Discerning the role of polymicrobial biofilms in the ascent, prevalence, and extent of heteroresistance in clinical practice

Antimicrobial therapy is facing a worrisome and underappreciated challenge, the phenomenon of heteroresistance (HR). HR has been gradually documented in clinically relevant pathogens (e.g. Pseudomonas aeruginosa, Staphylococcus aureus, Burkholderia spp., Acinetobacter baumannii, Klebsiella pneumoniae, Candida spp.) towards several drugs and is believed to complicate the clinical picture of chronic infections.
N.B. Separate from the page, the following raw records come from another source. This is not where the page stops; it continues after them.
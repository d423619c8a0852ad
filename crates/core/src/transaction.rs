//! Transaction types: pending, signed, and recorded.

use crate::address::Address;
use crate::hash::{hash, Hash};
use chrono::{DateTime, SecondsFormat, Utc};
use serde::{Deserialize, Serialize};
use std::fmt;

/// A pending transaction, as produced by `build_tx` and consumed by
/// `sign_tx`/`broadcast`. Immutable once signed.
#[derive(Debug, Clone, PartialEq, Eq, Serialize, Deserialize)]
#[serde(rename_all = "camelCase")]
pub struct Tx {
    pub from: Address,
    pub to: Address,
    pub amount: u64,
    pub fee: u64,
    /// Sender's replay-protection counter. Unrelated to any proof-of-work
    /// search nonce.
    pub nonce: u64,
    #[serde(default, skip_serializing_if = "Vec::is_empty")]
    pub data: Vec<u8>,
}

impl Tx {
    /// Deterministic content hash over the canonical byte encoding of
    /// `{from, to, amount, fee, nonce, timestamp}`.
    ///
    /// Integers are big-endian; the timestamp is its RFC 3339 rendering
    /// with nanosecond precision.
    pub fn content_hash(&self, timestamp: &DateTime<Utc>) -> Hash {
        let ts = canonical_timestamp(timestamp);
        let mut input = Vec::with_capacity(self.from.as_bytes().len() + self.to.as_bytes().len() + 24 + ts.len());
        input.extend_from_slice(self.from.as_bytes());
        input.extend_from_slice(self.to.as_bytes());
        input.extend_from_slice(&self.amount.to_be_bytes());
        input.extend_from_slice(&self.fee.to_be_bytes());
        input.extend_from_slice(&self.nonce.to_be_bytes());
        input.extend_from_slice(ts.as_bytes());
        hash(&input)
    }

    /// Total debit this transaction asks of the sender, or `None` on overflow.
    pub fn total_debit(&self) -> Option<u64> {
        self.amount.checked_add(self.fee)
    }
}

/// Canonical timestamp rendering used in hash inputs.
pub fn canonical_timestamp(timestamp: &DateTime<Utc>) -> String {
    timestamp.to_rfc3339_opts(SecondsFormat::Nanos, true)
}

/// A signed transaction: an opaque raw encoding plus a content-derived
/// identifier. Created by `sign_tx`; never mutated.
#[derive(Debug, Clone, PartialEq, Eq, Serialize, Deserialize)]
#[serde(rename_all = "camelCase")]
pub struct SignedTx {
    pub raw_hex: String,
    pub tx_id: String,
}

/// Fee hint supplied by callers when building a transaction.
#[derive(Debug, Clone, Copy, Default, PartialEq, Eq, Serialize, Deserialize)]
#[serde(rename_all = "camelCase", default)]
pub struct FeeHint {
    pub max_fee_per_gas: u64,
    pub max_priority_fee: u64,
}

/// Lifecycle status of a recorded transaction. Transitions monotonically
/// from `Pending` to `Mined` exactly once.
#[derive(Debug, Clone, Copy, PartialEq, Eq, Serialize, Deserialize)]
#[serde(rename_all = "lowercase")]
pub enum TxStatus {
    Pending,
    Mined,
}

impl fmt::Display for TxStatus {
    fn fmt(&self, f: &mut fmt::Formatter<'_>) -> fmt::Result {
        match self {
            TxStatus::Pending => write!(f, "pending"),
            TxStatus::Mined => write!(f, "mined"),
        }
    }
}

/// A transaction plus its post-application metadata, as stored in the
/// ledger's append-only log.
#[derive(Debug, Clone, PartialEq, Eq, Serialize, Deserialize)]
#[serde(rename_all = "camelCase")]
pub struct RecordedTransaction {
    pub hash: Hash,
    pub from: Address,
    pub to: Address,
    pub amount: u64,
    pub fee: u64,
    pub nonce: u64,
    pub block_hash: Hash,
    pub block_height: u64,
    pub timestamp: DateTime<Utc>,
    pub status: TxStatus,
}

#[cfg(test)]
mod tests {
    use super::*;

    fn sample_tx() -> Tx {
        Tx {
            from: Address::from_bytes(vec![1u8; 20]),
            to: Address::from_bytes(vec![2u8; 20]),
            amount: 30,
            fee: 1,
            nonce: 0,
            data: Vec::new(),
        }
    }

    #[test]
    fn test_content_hash_deterministic() {
        let tx = sample_tx();
        let ts = Utc::now();
        assert_eq!(tx.content_hash(&ts), tx.content_hash(&ts));
    }

    #[test]
    fn test_content_hash_depends_on_fields() {
        let ts = Utc::now();
        let tx = sample_tx();

        let mut other = tx.clone();
        other.amount = 31;
        assert_ne!(tx.content_hash(&ts), other.content_hash(&ts));

        let mut other = tx.clone();
        other.nonce = 1;
        assert_ne!(tx.content_hash(&ts), other.content_hash(&ts));
    }

    #[test]
    fn test_content_hash_depends_on_timestamp() {
        let tx = sample_tx();
        let ts1 = Utc::now();
        let ts2 = ts1 + chrono::Duration::nanoseconds(1);
        assert_ne!(tx.content_hash(&ts1), tx.content_hash(&ts2));
    }

    #[test]
    fn test_total_debit_overflow() {
        let mut tx = sample_tx();
        tx.amount = u64::MAX;
        tx.fee = 1;
        assert_eq!(tx.total_debit(), None);

        tx.fee = 0;
        assert_eq!(tx.total_debit(), Some(u64::MAX));
    }

    #[test]
    fn test_tx_json_field_names() {
        let tx = sample_tx();
        let json = serde_json::to_value(&tx).unwrap();
        assert!(json.get("from").is_some());
        assert!(json.get("to").is_some());
        assert!(json.get("amount").is_some());
        assert!(json.get("fee").is_some());
        assert!(json.get("nonce").is_some());
        // empty data is omitted
        assert!(json.get("data").is_none());
    }

    #[test]
    fn test_tx_json_roundtrip() {
        let tx = sample_tx();
        let json = serde_json::to_string(&tx).unwrap();
        let back: Tx = serde_json::from_str(&json).unwrap();
        assert_eq!(tx, back);
    }

    #[test]
    fn test_status_serializes_lowercase() {
        assert_eq!(serde_json::to_string(&TxStatus::Mined).unwrap(), "\"mined\"");
        assert_eq!(
            serde_json::to_string(&TxStatus::Pending).unwrap(),
            "\"pending\""
        );
    }

    #[test]
    fn test_fee_hint_defaults() {
        let hint: FeeHint = serde_json::from_str("{}").unwrap();
        assert_eq!(hint.max_fee_per_gas, 0);
        assert_eq!(hint.max_priority_fee, 0);
    }
}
This type of infections are typically mediated by polymicrobial biofilms, wherein microorganisms inherently display a wide range of physiological states, distinct metabolic pathways, diverging refractory levels of stress responses, and a complex network of chemical signals exchange. This review aims to provide an overview on the relevance, prevalence, and implications of HR in clinical settings. Firstly, related terminologies (e.g. resistance, tolerance, persistence), sometimes misunderstood and overlapped, were clarified. Factors generating misleading HR definitions were also uncovered. Secondly, the recent HR incidences reported in clinically relevant pathogens towards different antimicrobials were annotated. The potential mechanisms underlying such occurrences were further elucidated. Finally, the link between HR and biofilms was discussed. The focus was to recognize the presence of heterogeneous levels of resistance within most biofilms, as well as the relevance of polymicrobial biofilms in chronic infectious diseases and their role in resistance spreading. These topics were subject of a critical appraisal, gaining insights into the ascending clinical implications of HR in antimicrobial resistance spreading, which could ultimately help designing effective therapeutic options.